- _ACTIVITY_:
Find the line with "pub mod unpack;" in the entries below, then reproduce it and every line after it down to and including the line with "pub use placement::place;", exactly.

(Entries taken from a collection)
>>>

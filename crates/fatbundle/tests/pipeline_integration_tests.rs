//! Integration tests for the full build pipeline.
//!
//! Each test builds a source directory by hand, runs the pipeline with the
//! embedded generator and inspects the placed JAR.

#![allow(non_snake_case)]

use fatbundle::prelude::*;
use fatbundle::{JarReader, UnpackReport, UnpackStatus};
use std::fmt;
use std::fs::{self, File};
use std::io::Write;
use std::path::{Path, PathBuf};
use std::sync::{Arc, Mutex};
use tempfile::TempDir;
use test_case::test_case;
use tracing::field::{Field, Visit};
use tracing::{Event, Level, Subscriber};
use tracing_subscriber::layer::{Context, Layer, SubscriberExt};
use zip::ZipWriter;
use zip::write::SimpleFileOptions;

/// Helper to write a zip/jar with the given entries.
fn write_archive(path: &Path, entries: &[(&str, &[u8])]) {
    let mut zip = ZipWriter::new(File::create(path).unwrap());
    for (name, contents) in entries {
        zip.start_file(*name, SimpleFileOptions::default()).unwrap();
        zip.write_all(contents).unwrap();
    }
    zip.finish().unwrap();
}

/// Layer keeping the message of every WARN event.
#[derive(Clone, Default)]
struct WarningRecorder {
    messages: Arc<Mutex<Vec<String>>>,
}

impl WarningRecorder {
    fn messages(&self) -> Vec<String> {
        self.messages.lock().unwrap().clone()
    }
}

struct MessageVisitor(String);

impl Visit for MessageVisitor {
    fn record_debug(&mut self, field: &Field, value: &dyn fmt::Debug) {
        if field.name() == "message" {
            self.0 = format!("{value:?}");
        }
    }
}

impl<S: Subscriber> Layer<S> for WarningRecorder {
    fn on_event(&self, event: &Event<'_>, _ctx: Context<'_, S>) {
        if *event.metadata().level() == Level::WARN {
            let mut visitor = MessageVisitor(String::new());
            event.record(&mut visitor);
            self.messages.lock().unwrap().push(visitor.0);
        }
    }
}

struct Workspace {
    temp: TempDir,
}

impl Workspace {
    fn new() -> Self {
        let temp = TempDir::new().unwrap();
        fs::create_dir(temp.path().join("src")).unwrap();
        Self { temp }
    }

    fn source(&self) -> PathBuf {
        self.temp.path().join("src")
    }

    fn target(&self) -> PathBuf {
        self.temp.path().join("out")
    }

    fn builder(&self) -> fatbundle::BuildRequestBuilder {
        BuildRequest::builder("com.example.fat", "1.0.0")
            .source_directory(self.source())
            .target_directory(self.target())
            .extensions_to_unarchive(["zip"])
    }
}

#[test]
fn round_trip___valid_jar_and_corrupt_zip___produces_bundle() {
    let ws = Workspace::new();
    write_archive(&ws.source().join("lib-1.2.jar"), &[("lib.properties", b"name=lib")]);
    fs::write(ws.source().join("broken.zip"), b"corrupt archive bytes").unwrap();
    let request = ws.builder().build().unwrap();

    let recorder = WarningRecorder::default();
    let subscriber = tracing_subscriber::registry().with(recorder.clone());

    let mut pipeline = Pipeline::new(request).keep_source_directory(true);
    let report = tracing::subscriber::with_default(subscriber, || pipeline.run()).unwrap();

    assert_eq!(report.artifact, ws.target().join("com.example.fat-1.0.0.jar"));
    assert!(report.artifact.is_file());
    let mut reader = JarReader::open(&report.artifact).unwrap();
    assert_eq!(reader.manifest().symbolic_name(), Some("com.example.fat"));
    assert_eq!(reader.manifest().get("Export-Package"), Some("*;version=1.0.0"));
    assert_eq!(reader.read_file_string("lib.properties").unwrap(), "name=lib");

    let unpack: &UnpackReport = &report.unpack;
    assert_eq!(unpack.extracted_count(), 0);
    assert_eq!(unpack.skipped_count(), 1);
    let skipped = &unpack.outcomes[0];
    assert_eq!(skipped.path, ws.source().join("broken.zip"));
    assert!(matches!(&skipped.status, UnpackStatus::Skipped { reason } if !reason.is_empty()));
    let warnings = recorder.messages();
    assert!(
        warnings.iter().any(|message| message.contains("broken.zip")),
        "no warning for broken.zip in {warnings:?}"
    );
    assert_eq!(
        fs::read(ws.source().join("broken.zip")).unwrap(),
        b"corrupt archive bytes"
    );
}

#[test]
fn round_trip___nested_archive___contributes_its_libraries() {
    let ws = Workspace::new();
    let inner = ws.temp.path().join("inner.jar");
    write_archive(&inner, &[("com/example/util/Util.class", b"util")]);
    let inner_bytes = fs::read(&inner).unwrap();
    write_archive(
        &ws.source().join("distribution.zip"),
        &[("lib/inner.jar", inner_bytes.as_slice()), ("README", b"readme")],
    );
    let request = ws.builder().build().unwrap();

    let report = Pipeline::new(request).run().unwrap();

    assert_eq!(report.unpack.extracted_count(), 1);
    assert_eq!(report.classpath.len(), 1);
    assert!(report.classpath[0].ends_with("lib/inner.jar"));
    let reader = JarReader::open(&report.artifact).unwrap();
    assert!(reader.has_file("com/example/util/Util.class"));
    assert_eq!(
        reader.manifest().get("Export-Package"),
        Some("com.example.util;version=1.0.0")
    );
    assert!(!ws.source().exists());
}

#[test_case("", "/tmp/out" ; "blank symbolic name")]
#[test_case("   ", "/tmp/out" ; "whitespace symbolic name")]
#[test_case("com.example.fat", "" ; "blank target directory")]
#[test_case("com.example.fat", "  " ; "whitespace target directory")]
fn build_request___blank_required_value___fails_before_filesystem_access(name: &str, target: &str) {
    let result = BuildRequest::builder(name, "1.0.0")
        .source_directory("/definitely/not/a/real/source")
        .target_directory(target)
        .build();

    match result {
        Err(err) => assert!(err.is_precondition()),
        Ok(_) => panic!("blank value accepted"),
    }
}

#[test]
fn build_request___target_inside_source___is_rejected_and_source_kept() {
    let ws = Workspace::new();
    write_archive(&ws.source().join("lib-1.2.jar"), &[("lib.properties", b"name=lib")]);

    let result = ws.builder().target_directory(ws.source().join("out")).build();

    match result {
        Err(err) => assert!(err.is_precondition()),
        Ok(_) => panic!("nested target accepted"),
    }
    assert!(ws.source().join("lib-1.2.jar").is_file());
    assert!(!ws.source().join("out").exists());
}

#[test]
fn pipeline___explicit_file_name___is_used_verbatim() {
    let ws = Workspace::new();
    let request = ws.builder().target_file_name("custom-bundle.jar").build().unwrap();

    let report = Pipeline::new(request).run().unwrap();

    assert_eq!(report.file_name, "custom-bundle.jar");
    assert!(ws.target().join("custom-bundle.jar").is_file());
    assert!(!ws.target().join("com.example.fat-1.0.0.jar").exists());
}

#[test]
fn pipeline___missing_target_directory___is_created() {
    let ws = Workspace::new();
    let target = ws.temp.path().join("deep/nested/out");
    let request = ws.builder().target_directory(&target).build().unwrap();

    let report = Pipeline::new(request).run().unwrap();

    assert_eq!(report.artifact, target.join("com.example.fat-1.0.0.jar"));
    assert!(report.artifact.is_file());
}

#[test]
fn pipeline___empty_source___still_produces_bundle() {
    let ws = Workspace::new();
    let request = ws.builder().build().unwrap();

    let report = Pipeline::new(request).run().unwrap();

    assert!(report.classpath.is_empty());
    let reader = JarReader::open(&report.artifact).unwrap();
    assert_eq!(reader.manifest().get("Bundle-Version"), Some("1.0.0"));
}

#[test]
fn pipeline___identical_inputs___produce_identical_artifacts() {
    let build = || {
        let ws = Workspace::new();
        write_archive(&ws.source().join("b.jar"), &[("b/B.class", b"b")]);
        write_archive(&ws.source().join("a.jar"), &[("a/A.class", b"a")]);
        let request = ws.builder().build().unwrap();
        let report = Pipeline::new(request).run().unwrap();
        report.sha256
    };

    assert_eq!(build(), build());
}

#[cfg(unix)]
#[test]
fn pipeline___external_generator_without_output___fails_and_preserves_source() {
    let ws = Workspace::new();
    write_archive(&ws.source().join("lib.jar"), &[("x.txt", b"x")]);
    let request = ws.builder().build().unwrap();
    let config = GeneratorConfig::External(fatbundle::ExternalConfig {
        args: vec!["-c".to_string(), "true".to_string()],
        ..fatbundle::ExternalConfig::new("sh")
    });

    let mut pipeline = Pipeline::new(request).with_generator(config.build());
    let result = pipeline.run();

    assert!(matches!(result, Err(BundleError::GeneratorOutputMissing(_))));
    assert_eq!(pipeline.state(), BuildState::Failed);
    assert!(ws.source().join("lib.jar").is_file());
    assert!(ws.source().join("temp.bnd").is_file());
    assert!(!ws.target().join("com.example.fat-1.0.0.jar").exists());
}
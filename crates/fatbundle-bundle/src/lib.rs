//! Archive merging and OSGi bundle generation for fatbundle.
//!
//! This crate holds the stages of a fat-bundle build that touch the
//! filesystem: extracting nested archives into the source directory,
//! collecting the libraries that form the classpath, emitting the build
//! descriptor, generating the bundle JAR and moving it into place.
//!
//! # Source directory after unpacking
//!
//! ```text
//! fatbundle_build/
//! ├── commons-lang-2.6.jar       # copied dependency, on the classpath
//! ├── distribution.zip           # extracted flat into this directory
//! ├── lib/
//! │   └── guava-19.0.jar         # from distribution.zip, on the classpath
//! └── temp.bnd                   # build descriptor
//! ```
//!
//! # Example
//!
//! ```no_run
//! use fatbundle_bundle::{BuildDescriptor, ClasspathOptions, descriptor, synthesize};
//!
//! let root = std::path::Path::new("fatbundle_build");
//! let classpath = synthesize(root, &ClasspathOptions::default())?;
//! let build_descriptor = BuildDescriptor::new("com.example.fat", &classpath);
//! descriptor::emit(&build_descriptor, &root.join(descriptor::DESCRIPTOR_FILE))?;
//! # Ok::<(), fatbundle_bundle::BundleError>(())
//! ```

mod error;

pub mod builder;
pub mod checksum;
pub mod classpath;
pub mod descriptor;
pub mod generator;
pub mod loader;
pub mod manifest;
pub mod placement;
pub mod unpack;
pub mod walker;

pub use builder::JarBuilder;
pub use checksum::{compute_sha256, file_sha256};
pub use classpath::{Classpath, ClasspathOptions, PathStyle, synthesize};
pub use descriptor::{BuildDescriptor, DescriptorProperties};
pub use error::BundleError;
pub use generator::{
    EmbeddedGenerator, ExternalConfig, ExternalGenerator, GenerateJob, Generator, GeneratorConfig,
};
pub use loader::JarReader;
pub use manifest::JarManifest;
pub use placement::place;
pub use unpack::{UnpackOutcome, UnpackReport, UnpackStatus, unpack_all};
pub use walker::{ClassificationSummary, FileClassification, FileKind, WalkOrder};

/// Result type for bundle operations.
pub type BundleResult<T> = Result<T, BundleError>;

/// Extension of the produced artifact.
pub const JAR_EXTENSION: &str = "jar";
//! Global subscriber installation

use crate::reload::{ReloadHandle, convert_level_to_filter};
use fatbundle_core::LogLevel;
use tracing_subscriber::reload;

/// Environment variable that overrides the configured log level
pub const LOG_ENV_VAR: &str = "FATBUNDLE_LOG";

/// Initialize the logging system
///
/// Installs a registry with a reloadable level filter and a `fmt` layer
/// writing to stderr. Returns `false` when a global subscriber was already
/// set; the level of an earlier installation can still be changed through
/// [`ReloadHandle::global`].
pub fn init_logging(level: LogLevel) -> bool {
    use tracing_subscriber::prelude::*;

    let (filter, handle) = reload::Layer::new(convert_level_to_filter(level));

    let fmt_layer = tracing_subscriber::fmt::layer()
        .with_writer(std::io::stderr)
        .with_target(false);

    let subscriber = tracing_subscriber::registry().with(filter).with(fmt_layer);

    if tracing::subscriber::set_global_default(subscriber).is_err() {
        return false;
    }

    ReloadHandle::global().install(handle, level);
    true
}

/// Read the level override from [`LOG_ENV_VAR`], ignoring unparsable values
pub fn level_from_env() -> Option<LogLevel> {
    std::env::var(LOG_ENV_VAR)
        .ok()
        .and_then(|value| parse_level(&value))
}

fn parse_level(value: &str) -> Option<LogLevel> {
    value.parse().ok()
}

<<<

- _TASK RESPONSE_:
pub mod unpack;
pub mod walker;

pub use builder::JarBuilder;
pub use checksum::{compute_sha256, file_sha256};
pub use classpath::{Classpath, ClasspathOptions, PathStyle, synthesize};
pub use descriptor::{BuildDescriptor, DescriptorProperties};
pub use error::BundleError;
pub use generator::{
    EmbeddedGenerator, ExternalConfig, ExternalGenerator, GenerateJob, Generator, GeneratorConfig,
};
pub use loader::JarReader;
pub use manifest::JarManifest;
pub use placement::place;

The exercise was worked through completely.